A: There are so many ways to do active learning in huge lecture halls! It’s very common to ask students to solve problems in class, to use clickers and have students work with their neighbors. You can simply ask students to discuss problem sets, or show a short reading or video, and ask students to create a concept map of the ideas. Those are all forms of active learning, and they can make a difference. Some folks have gotten the idea that “active learning” is some kind of ideal that can only exist in classrooms with round tables with fancy computer setups and time-intensive approaches to “flipping.” The reality is that most of us are already doing some form of active learning, and if we are more intentional about it in our everyday teaching, then we can make in-person lessons more impactful without worrying about labels.

Q: You raise the possibility that courses may not need exams. Why? Why might a professor prefer to keep exams?

A: I think most professors keep using exams for three reasons. 1. Exams are an extrinsic motivator to get students to study. 2. We use exams to calculate grades, which are supposed to reflect student learning. 3. Practicality. We’re used to doing things this way, and most of us teach in environments where high-stakes exams are expected.

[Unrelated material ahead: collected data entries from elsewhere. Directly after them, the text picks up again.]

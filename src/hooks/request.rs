//! Latest-request-wins ordering for overlapping fetches.
//!
//! Each in-flight request holds a token drawn from a monotonically
//! increasing sequence. A handler checks `is_current` before touching
//! state, so a slow response started under an older token can never
//! overwrite the result of a newer one. Nothing is cancelled upstream;
//! stale responses simply complete and get discarded.

use std::sync::atomic::{AtomicU64, Ordering};
use std::sync::Arc;

#[derive(Clone, Default)]
pub struct RequestSequence {
    current: Arc<AtomicU64>,
}

impl RequestSequence {
    pub fn new() -> Self {
        Self::default()
    }

    /// Starts a new request, superseding every token issued before.
    pub fn begin(&self) -> RequestToken {
        let id = self.current.fetch_add(1, Ordering::Relaxed) + 1;
        RequestToken {
            current: Arc::clone(&self.current),
            id,
        }
    }

    /// Supersedes all outstanding tokens without starting a new
    /// request. Used on consumer teardown.
    pub fn invalidate(&self) {
        self.current.fetch_add(1, Ordering::Relaxed);
    }
}

pub struct RequestToken {
    current: Arc<AtomicU64>,
    id: u64,
}

impl RequestToken {
    pub fn is_current(&self) -> bool {
        self.current.load(Ordering::Relaxed) == self.id
    }
}

#[cfg(test)]
mod tests {
    use super::*;

    #[test]
    fn newest_token_wins() {
        let seq = RequestSequence::new();
        let first = seq.begin();
        let second = seq.begin();

        assert!(!first.is_current());
        assert!(second.is_current());
    }

    #[test]
    fn rapid_changes_leave_only_the_last_current() {
        let seq = RequestSequence::new();
        let tokens: Vec<_> = (0..10).map(|_| seq.begin()).collect();

        let current: Vec<_> = tokens.iter().filter(|t| t.is_current()).collect();
        assert_eq!(current.len(), 1);
        assert!(tokens.last().is_some_and(|t| t.is_current()));
    }

    #[test]
    fn invalidate_discards_in_flight_requests() {
        let seq = RequestSequence::new();
        let token = seq.begin();
        seq.invalidate();

        // The late-resolving handler must see itself as stale.
        assert!(!token.is_current());
    }

    #[test]
    fn tokens_outlive_the_sequence_handle() {
        let seq = RequestSequence::new();
        let token = seq.begin();
        drop(seq);
        assert!(token.is_current());
    }
}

They’re all practical motivations, but they’re not helping our students learn. While exams are a form of extrinsic motivation, there’s plenty of evidence that high-stakes testing increases stress and anxiety that disrupts the learning process, and exams do not motivate learning throughout the semester. We would do well to spend more time attempting to increase intrinsic motivation and use extrinsic motivators that are more helpful to students. While we use exam scores as a proxy for student learning, it’s also abundantly clear that student performance on high-stakes exams is typically an indicator of academic savvy more than genuine learning. Ultimately, I understand why so many of us use the two-midterms-and-a-final approach to assessment for the course grade. It handily compartmentalizes grading into a chore that we can manage a few times per semester. I think our experience with pandemic teaching has highlighted the problems with high-stakes testing and has given us an opportunity to see how students can benefit when we switch to approaches that are more effective and not necessarily more work on our part.